Mr. Vern and his wife Dora would become a big part of my life. In looking back there was no really huge thing other than that grin that encouraged me and the pocket full of candy that he always had for us children on Sundays. They were saints who understood that kids were loud and ran around and sometimes said unexpectedly awkward things.

Unexpectedly awkward things while dressed as a cherubim shedding cotton batting in the middle of a church basement.  Ah the clarity I had on my beliefs at that moment in time.

Things have gotten less clear for me as an adult. I still don't know where all the lines are. I try to respect those who see the danger in the roots of the holiday, and honor their wishes to remain apart from the celebrations, at the same time my own family has dove right into the creativity and fun that is fairly unconnected with anything other than American commercialism. And yes, I understand that there are dangers in that too. Yet there are also dangers in separatism - so trying to find a balance.
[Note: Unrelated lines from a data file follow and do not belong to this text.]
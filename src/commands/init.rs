use std::fs;

use crate::cli::InitArgs;
use crate::{AdComplianceError, EXIT_CONFIG_ERROR, EXIT_SUCCESS, Result};

use super::print_error;

#[must_use]
pub fn run_init(args: &InitArgs) -> i32 {
    match run_init_impl(args) {
        Ok(()) => EXIT_SUCCESS,
        Err(e) => {
            print_error(&e);
            EXIT_CONFIG_ERROR
        }
    }
}

/// Initializes a new configuration file.
///
/// # Errors
/// Returns an error if the file already exists (without --force) or cannot be written.
pub fn run_init_impl(args: &InitArgs) -> Result<()> {
    let output_path = &args.output;

    if output_path.exists() && !args.force {
        return Err(AdComplianceError::Config(format!(
            "Configuration file already exists: {}. Use --force to overwrite.",
            output_path.display()
        )));
    }

    fs::write(output_path, generate_config_template()).map_err(|source| {
        AdComplianceError::FileAccess {
            path: output_path.clone(),
            source,
        }
    })?;

    println!("Created configuration file: {}", output_path.display());
    Ok(())
}

#[must_use]
pub fn generate_config_template() -> String {
    r##"# ad-compliance configuration file
version = "1"

[brand]
# Approved colors for text, prices and shapes (#RGB or #RRGGBB).
# An empty list disables the palette check.
palette = ["#000000", "#FFFFFF", "#E4002B", "#00539F"]

# Require a logo element on every ad (enables the brand.logo rule)
require_logo = false

[legal]
# Phrases that must appear in the legal copy, matched case-insensitively
# required_phrases = ["terms apply"]
required_phrases = []

[accessibility]
# Smallest allowed font size in px
min_font_size = 12.0

# WCAG contrast ratio for body text and for large text
min_contrast_ratio = 4.5
large_text_contrast_ratio = 3.0

# Font size in px from which text counts as large
large_text_size = 24.0

[quality]
# Pixels an element may overhang the canvas edge
bounds_tolerance = 0.0

# Largest allowed upscale of an image beyond its native size
max_upscale = 1.0

# Score weight of each severity. The score is the weighted share of
# passing checks, 0-100.
[scoring]
error_weight = 3
warning_weight = 2
info_weight = 1

# Per-rule overrides, keyed by rule id (see `ad-compliance rules --all`)
# [rules."brand.palette"]
# enabled = true
# severity = "error"

# [rules."quality.image-resolution"]
# enabled = false
"##
    .to_string()
}

#[cfg(test)]
#[path = "init_tests.rs"]
mod tests;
I think I look at the issue in light of one of my favorite Disney movies - Polyanna. "When you look for the bad, you will find it." With the rebound idea that if you start looking for the good and find it - you should consider joining in when you can,

because there will still be all too many places where you can't.  Where you have to draw lines and stay away.

For me I will bask in a neighborhood night out. A celebration of family and children and creativity. And behind some of the harder things faced I will remember the twinkle in Mr. Verns eye and my mother's quiet support, and the best astronaut costume ever.